*** Opening of SUPPLIED DATA ***

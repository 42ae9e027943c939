// -*- coding: utf-8 -*-
// ------------------------------------------------------------------------------------------------
// Copyright © 2022, code-property-graphs authors.
// Licensed under either of Apache License, Version 2.0, or MIT license, at your option.
// Please see the LICENSE-APACHE or LICENSE-MIT files in this distribution for license details.
// ------------------------------------------------------------------------------------------------

//! The driver contract: one abstraction over heterogeneous graph stores.
//!
//! A driver persists CPG nodes and edges and answers a small set of structural queries.  The
//! contract is synchronous; back-ends that talk to remote stores may block on I/O, so callers
//! must treat every call as potentially blocking, and every operation — including the existence
//! checks — is fallible.  No concurrent-writer safety is required of a back-end: the extractor is
//! single-writer, and exclusive access is the caller's responsibility.
//!
//! Two guarantees bind every implementation:
//!
//!   - **Schema closure.**  An edge whose `(source kind, label, destination kind)` triple the
//!     schema forbids is rejected with [`DriverError::Schema`][] _before_ any part of the
//!     operation becomes visible (fail-closed) — including the auto-insertion of endpoints.
//!   - **Call-graph stability.**  [`delete_method`][] removes the method's AST/body closure but
//!     preserves inbound `CALL` edges as dangling references, so that callers keep their symbolic
//!     link until the target is re-created.
//!
//! [`DriverError::Schema`]: enum.DriverError.html#variant.Schema
//! [`delete_method`]: trait.Driver.html#tymethod.delete_method

use std::collections::HashSet;

use fxhash::FxHashMap;
use thiserror::Error;

use crate::nodes::Node;
use crate::nodes::NodeId;
use crate::schema::EdgeKind;
use crate::schema::NodeKind;
use crate::schema::SchemaError;

#[derive(Debug, Error)]
pub enum DriverError {
    #[error(transparent)]
    Schema(#[from] SchemaError),

    #[error("driver unavailable: {0}")]
    Unavailable(String),

    #[error("back-end error: {0}")]
    Backend(String),
}

pub type Result<T> = std::result::Result<T, DriverError>;

/// A directed, labelled edge between two persisted nodes.
#[derive(Clone, Copy, Debug, Eq, Hash, PartialEq)]
#[cfg_attr(feature = "serde", derive(serde::Deserialize, serde::Serialize))]
pub struct Edge {
    pub source: NodeId,
    pub target: NodeId,
    pub kind: EdgeKind,
}

impl Edge {
    pub fn new(source: NodeId, target: NodeId, kind: EdgeKind) -> Edge {
        Edge {
            source,
            target,
            kind,
        }
    }
}

/// A transient read-only view over a selection of the store: the selected nodes, plus every edge
/// whose endpoints are both in the selection.
#[derive(Clone, Debug, Default)]
pub struct SubGraph {
    nodes: FxHashMap<NodeId, Node>,
    edges: Vec<Edge>,
}

impl SubGraph {
    pub fn new() -> SubGraph {
        SubGraph::default()
    }

    pub fn is_empty(&self) -> bool {
        self.nodes.is_empty()
    }

    pub fn node_count(&self) -> usize {
        self.nodes.len()
    }

    pub fn edge_count(&self) -> usize {
        self.edges.len()
    }

    pub fn node(&self, id: NodeId) -> Option<&Node> {
        self.nodes.get(&id)
    }

    pub fn contains(&self, id: NodeId) -> bool {
        self.nodes.contains_key(&id)
    }

    pub fn iter_nodes(&self) -> impl Iterator<Item = &Node> {
        self.nodes.values()
    }

    pub fn nodes_of_kind(&self, kind: NodeKind) -> impl Iterator<Item = &Node> {
        self.nodes.values().filter(move |node| node.kind() == kind)
    }

    pub fn edges(&self) -> &[Edge] {
        &self.edges
    }

    pub fn edges_of_kind(&self, kind: EdgeKind) -> impl Iterator<Item = &Edge> {
        self.edges.iter().filter(move |edge| edge.kind == kind)
    }

    pub fn contains_edge(&self, source: NodeId, target: NodeId, kind: EdgeKind) -> bool {
        self.edges
            .iter()
            .any(|edge| edge.source == source && edge.target == target && edge.kind == kind)
    }

    /// The AST children of `parent`, in sibling `order`.
    pub fn ast_children(&self, parent: NodeId) -> Vec<&Node> {
        let mut children = self
            .edges_of_kind(EdgeKind::Ast)
            .filter(|edge| edge.source == parent)
            .filter_map(|edge| self.node(edge.target))
            .collect::<Vec<_>>();
        children.sort_by_key(|node| node.order);
        children
    }

    pub fn insert_node(&mut self, node: Node) {
        let id = node
            .id()
            .expect("only persisted nodes can enter a sub-graph view");
        self.nodes.insert(id, node);
    }

    pub fn push_edge(&mut self, edge: Edge) {
        self.edges.push(edge);
    }
}

/// The storage-backend abstraction.  See the module docs for the contract; see
/// [`InMemoryDriver`][] for the reference implementation that other back-ends are tested against.
///
/// [`InMemoryDriver`]: ../memory/struct.InMemoryDriver.html
pub trait Driver {
    /// Persists `node`, finalising its id (written back through the `&mut`).  Re-adding a node
    /// whose id is already persisted updates its properties in place.  `FILE` nodes are
    /// deduplicated by name and `NAMESPACE_BLOCK` nodes by full name: adding a second one
    /// rewrites the builder's id to the existing node's id.
    fn add_vertex(&mut self, node: &mut Node) -> Result<NodeId>;

    /// Whether `node` (by id) is persisted in this store.
    fn vertex_exists(&self, node: &Node) -> Result<bool>;

    /// Whether an edge labelled `kind` from `source` to `target` is persisted in this store.
    fn edge_exists(&self, source: &Node, target: &Node, kind: EdgeKind) -> Result<bool>;

    /// Persists an edge, auto-inserting either endpoint that is not yet persisted.  Rejects
    /// schema-violating edges before any mutation.  Idempotent.
    fn add_edge(&mut self, source: &mut Node, target: &mut Node, kind: EdgeKind) -> Result<()>;

    /// Removes `node` and its incident edges.  Idempotent; absent nodes are not an error.
    fn delete_vertex(&mut self, node: &Node) -> Result<()>;

    /// Removes the AST/body closure of the method identified by `full_name` and `signature`,
    /// preserving inbound `CALL` edges as dangling references.  A method that does not exist is
    /// not an error.
    fn delete_method(&mut self, full_name: &str, signature: &str) -> Result<()>;

    /// The sub-graph of the matching method: its head and, when `include_body` is set, the
    /// transitive closure along `AST`, `REF`, `CFG`, `ARGUMENT`, `CAPTURED_BY`, `BINDS_TO`,
    /// `RECEIVER`, `CONDITION`, and `BINDS` edges.  Empty when no method matches.
    fn get_method(&self, full_name: &str, signature: &str, include_body: bool)
        -> Result<SubGraph>;

    /// The sub-graph induced by `FILE` and `NAMESPACE_BLOCK` nodes and the `AST` edges between
    /// them.
    fn get_program_structure(&self) -> Result<SubGraph>;

    /// The one-hop in- and out-neighbourhood of `node`, including the node itself.
    fn get_neighbours(&self, node: &Node) -> Result<SubGraph>;

    /// The full store.
    fn get_whole_graph(&self) -> Result<SubGraph>;

    /// The ids of all persisted nodes in the inclusive range `[lo, hi]`.
    fn get_vertex_ids(&self, lo: i64, hi: i64) -> Result<HashSet<NodeId>>;

    /// Empties the store.
    fn clear(&mut self) -> Result<()>;
}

*** Close of SUPPLIED DATA ***

Gather all lines with the string "either" from the data.

SOLUTION FOR THIS TASK
// Licensed under either of Apache License, Version 2.0, or MIT license, at your option.
    /// Persists an edge, auto-inserting either endpoint that is not yet persisted.  Rejects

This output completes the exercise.